Output range, inclusive: from the line containing "repository 90696ca07bbfed71" to the line containing "Lord of the". Restate those lines from the data below word for word and only those.

========================

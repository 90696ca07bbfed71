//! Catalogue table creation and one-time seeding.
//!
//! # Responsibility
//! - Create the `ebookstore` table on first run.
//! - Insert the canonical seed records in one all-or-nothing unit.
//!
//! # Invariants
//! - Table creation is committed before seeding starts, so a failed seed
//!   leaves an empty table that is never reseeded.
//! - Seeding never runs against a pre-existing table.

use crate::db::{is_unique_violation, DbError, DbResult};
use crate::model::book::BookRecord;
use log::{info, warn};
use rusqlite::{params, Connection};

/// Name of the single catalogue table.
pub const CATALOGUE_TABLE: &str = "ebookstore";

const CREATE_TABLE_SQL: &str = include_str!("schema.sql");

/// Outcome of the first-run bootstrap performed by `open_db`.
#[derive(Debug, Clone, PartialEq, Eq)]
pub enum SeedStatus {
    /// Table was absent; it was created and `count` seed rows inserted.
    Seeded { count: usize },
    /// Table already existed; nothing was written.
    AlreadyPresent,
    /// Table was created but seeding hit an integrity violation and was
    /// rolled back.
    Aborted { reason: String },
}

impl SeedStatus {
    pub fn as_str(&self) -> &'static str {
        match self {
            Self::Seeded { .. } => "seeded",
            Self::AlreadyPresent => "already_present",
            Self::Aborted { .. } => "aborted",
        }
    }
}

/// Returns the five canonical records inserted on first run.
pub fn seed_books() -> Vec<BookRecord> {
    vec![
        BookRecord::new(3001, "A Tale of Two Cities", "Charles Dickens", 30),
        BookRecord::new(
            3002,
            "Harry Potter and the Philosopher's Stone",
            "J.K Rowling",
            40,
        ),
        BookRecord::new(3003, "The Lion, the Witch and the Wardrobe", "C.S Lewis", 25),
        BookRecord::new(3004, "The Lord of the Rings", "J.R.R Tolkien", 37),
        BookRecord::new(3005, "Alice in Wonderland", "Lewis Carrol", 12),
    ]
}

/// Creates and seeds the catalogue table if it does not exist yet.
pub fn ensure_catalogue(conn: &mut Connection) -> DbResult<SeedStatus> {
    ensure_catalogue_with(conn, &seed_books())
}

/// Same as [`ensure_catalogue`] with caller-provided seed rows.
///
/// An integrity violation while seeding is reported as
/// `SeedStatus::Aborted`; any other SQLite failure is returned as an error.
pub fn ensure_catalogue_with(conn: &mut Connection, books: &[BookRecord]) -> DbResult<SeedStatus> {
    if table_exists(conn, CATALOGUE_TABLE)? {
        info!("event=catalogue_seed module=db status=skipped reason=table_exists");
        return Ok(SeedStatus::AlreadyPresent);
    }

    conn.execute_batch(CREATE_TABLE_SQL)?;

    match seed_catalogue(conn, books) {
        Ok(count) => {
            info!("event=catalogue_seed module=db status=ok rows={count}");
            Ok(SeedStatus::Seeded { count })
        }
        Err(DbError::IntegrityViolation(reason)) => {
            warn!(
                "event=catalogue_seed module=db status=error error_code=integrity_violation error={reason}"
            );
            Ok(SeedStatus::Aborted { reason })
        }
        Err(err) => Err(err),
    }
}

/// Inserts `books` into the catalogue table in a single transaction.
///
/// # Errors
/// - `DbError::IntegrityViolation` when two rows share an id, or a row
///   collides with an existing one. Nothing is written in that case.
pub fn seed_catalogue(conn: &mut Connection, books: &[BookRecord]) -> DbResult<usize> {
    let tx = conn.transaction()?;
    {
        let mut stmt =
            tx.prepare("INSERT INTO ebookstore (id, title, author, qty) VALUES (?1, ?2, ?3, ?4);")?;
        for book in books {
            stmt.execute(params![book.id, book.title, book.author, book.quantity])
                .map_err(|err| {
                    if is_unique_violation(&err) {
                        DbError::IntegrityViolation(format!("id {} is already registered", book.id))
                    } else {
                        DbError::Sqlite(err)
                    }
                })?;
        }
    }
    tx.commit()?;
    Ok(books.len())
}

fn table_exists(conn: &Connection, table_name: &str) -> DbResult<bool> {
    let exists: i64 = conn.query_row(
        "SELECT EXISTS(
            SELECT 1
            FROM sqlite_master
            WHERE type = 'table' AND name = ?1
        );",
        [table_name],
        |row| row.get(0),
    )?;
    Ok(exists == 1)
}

========================

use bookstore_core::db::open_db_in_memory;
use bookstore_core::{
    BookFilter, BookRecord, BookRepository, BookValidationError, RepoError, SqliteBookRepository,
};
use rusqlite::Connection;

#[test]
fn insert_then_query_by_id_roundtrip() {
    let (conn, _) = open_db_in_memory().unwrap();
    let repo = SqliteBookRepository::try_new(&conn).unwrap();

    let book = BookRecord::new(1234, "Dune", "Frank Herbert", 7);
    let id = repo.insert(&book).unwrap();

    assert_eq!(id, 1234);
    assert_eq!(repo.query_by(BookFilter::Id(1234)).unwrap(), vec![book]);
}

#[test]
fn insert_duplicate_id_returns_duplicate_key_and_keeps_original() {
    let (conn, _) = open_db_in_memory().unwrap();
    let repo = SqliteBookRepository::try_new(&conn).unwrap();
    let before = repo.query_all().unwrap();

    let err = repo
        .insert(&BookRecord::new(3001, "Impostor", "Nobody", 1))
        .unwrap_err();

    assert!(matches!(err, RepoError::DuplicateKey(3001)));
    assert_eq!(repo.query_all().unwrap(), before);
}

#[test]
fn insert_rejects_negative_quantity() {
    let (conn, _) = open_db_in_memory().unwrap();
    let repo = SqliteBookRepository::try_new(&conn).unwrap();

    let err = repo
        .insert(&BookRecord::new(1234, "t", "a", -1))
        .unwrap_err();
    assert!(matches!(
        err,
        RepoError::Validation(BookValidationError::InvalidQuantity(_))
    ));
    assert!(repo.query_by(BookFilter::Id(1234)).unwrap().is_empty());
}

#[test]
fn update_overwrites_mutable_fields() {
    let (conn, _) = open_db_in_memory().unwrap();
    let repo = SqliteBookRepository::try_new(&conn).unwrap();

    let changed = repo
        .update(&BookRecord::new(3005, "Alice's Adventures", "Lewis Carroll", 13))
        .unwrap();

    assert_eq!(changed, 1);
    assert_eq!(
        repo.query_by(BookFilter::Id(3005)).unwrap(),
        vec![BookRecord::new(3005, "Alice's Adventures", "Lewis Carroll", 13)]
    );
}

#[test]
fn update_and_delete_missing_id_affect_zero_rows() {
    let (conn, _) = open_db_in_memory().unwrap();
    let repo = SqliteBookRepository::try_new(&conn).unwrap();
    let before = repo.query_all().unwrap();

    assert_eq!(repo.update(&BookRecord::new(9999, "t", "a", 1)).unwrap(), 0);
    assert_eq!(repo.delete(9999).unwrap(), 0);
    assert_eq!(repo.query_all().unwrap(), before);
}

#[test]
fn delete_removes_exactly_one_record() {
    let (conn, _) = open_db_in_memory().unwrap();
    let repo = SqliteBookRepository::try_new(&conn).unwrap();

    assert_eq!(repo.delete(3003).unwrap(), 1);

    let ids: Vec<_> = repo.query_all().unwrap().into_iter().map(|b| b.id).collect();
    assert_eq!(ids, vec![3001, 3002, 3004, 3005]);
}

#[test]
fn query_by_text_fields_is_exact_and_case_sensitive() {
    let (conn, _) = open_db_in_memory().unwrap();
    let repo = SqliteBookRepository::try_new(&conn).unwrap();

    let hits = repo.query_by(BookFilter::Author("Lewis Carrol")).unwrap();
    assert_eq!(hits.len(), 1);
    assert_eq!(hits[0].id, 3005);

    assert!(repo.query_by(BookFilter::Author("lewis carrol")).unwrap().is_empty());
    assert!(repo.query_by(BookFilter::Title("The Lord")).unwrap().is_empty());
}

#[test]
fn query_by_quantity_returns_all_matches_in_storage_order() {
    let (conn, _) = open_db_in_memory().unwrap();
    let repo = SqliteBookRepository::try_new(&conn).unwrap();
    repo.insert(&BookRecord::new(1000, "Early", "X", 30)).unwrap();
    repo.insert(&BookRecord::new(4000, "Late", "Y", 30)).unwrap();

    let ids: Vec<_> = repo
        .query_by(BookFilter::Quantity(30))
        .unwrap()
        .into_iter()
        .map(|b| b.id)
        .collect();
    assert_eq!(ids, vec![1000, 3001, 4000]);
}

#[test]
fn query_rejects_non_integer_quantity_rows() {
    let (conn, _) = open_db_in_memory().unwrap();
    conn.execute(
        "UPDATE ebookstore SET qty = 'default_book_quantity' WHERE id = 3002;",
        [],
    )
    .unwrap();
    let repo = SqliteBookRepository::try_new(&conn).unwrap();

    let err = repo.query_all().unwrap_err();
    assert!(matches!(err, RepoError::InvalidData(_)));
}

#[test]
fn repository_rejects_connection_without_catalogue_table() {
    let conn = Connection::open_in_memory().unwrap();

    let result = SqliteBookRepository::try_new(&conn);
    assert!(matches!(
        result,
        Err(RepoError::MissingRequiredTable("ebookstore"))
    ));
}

========================

FINAL ANSWER:
repository 90696ca07bbfed71
//! Catalogue table creation and one-time seeding.
//!
//! # Responsibility
//! - Create the `ebookstore` table on first run.
//! - Insert the canonical seed records in one all-or-nothing unit.
//!
//! # Invariants
//! - Table creation is committed before seeding starts, so a failed seed
//!   leaves an empty table that is never reseeded.
//! - Seeding never runs against a pre-existing table.

use crate::db::{is_unique_violation, DbError, DbResult};
use crate::model::book::BookRecord;
use log::{info, warn};
use rusqlite::{params, Connection};

/// Name of the single catalogue table.
pub const CATALOGUE_TABLE: &str = "ebookstore";

const CREATE_TABLE_SQL: &str = include_str!("schema.sql");

/// Outcome of the first-run bootstrap performed by `open_db`.
#[derive(Debug, Clone, PartialEq, Eq)]
pub enum SeedStatus {
    /// Table was absent; it was created and `count` seed rows inserted.
    Seeded { count: usize },
    /// Table already existed; nothing was written.
    AlreadyPresent,
    /// Table was created but seeding hit an integrity violation and was
    /// rolled back.
    Aborted { reason: String },
}

impl SeedStatus {
    pub fn as_str(&self) -> &'static str {
        match self {
            Self::Seeded { .. } => "seeded",
            Self::AlreadyPresent => "already_present",
            Self::Aborted { .. } => "aborted",
        }
    }
}

/// Returns the five canonical records inserted on first run.
pub fn seed_books() -> Vec<BookRecord> {
    vec![
        BookRecord::new(3001, "A Tale of Two Cities", "Charles Dickens", 30),
        BookRecord::new(
            3002,
            "Harry Potter and the Philosopher's Stone",
            "J.K Rowling",
            40,
        ),
        BookRecord::new(3003, "The Lion, the Witch and the Wardrobe", "C.S Lewis", 25),
        BookRecord::new(3004, "The Lord of the Rings", "J.R.R Tolkien", 37),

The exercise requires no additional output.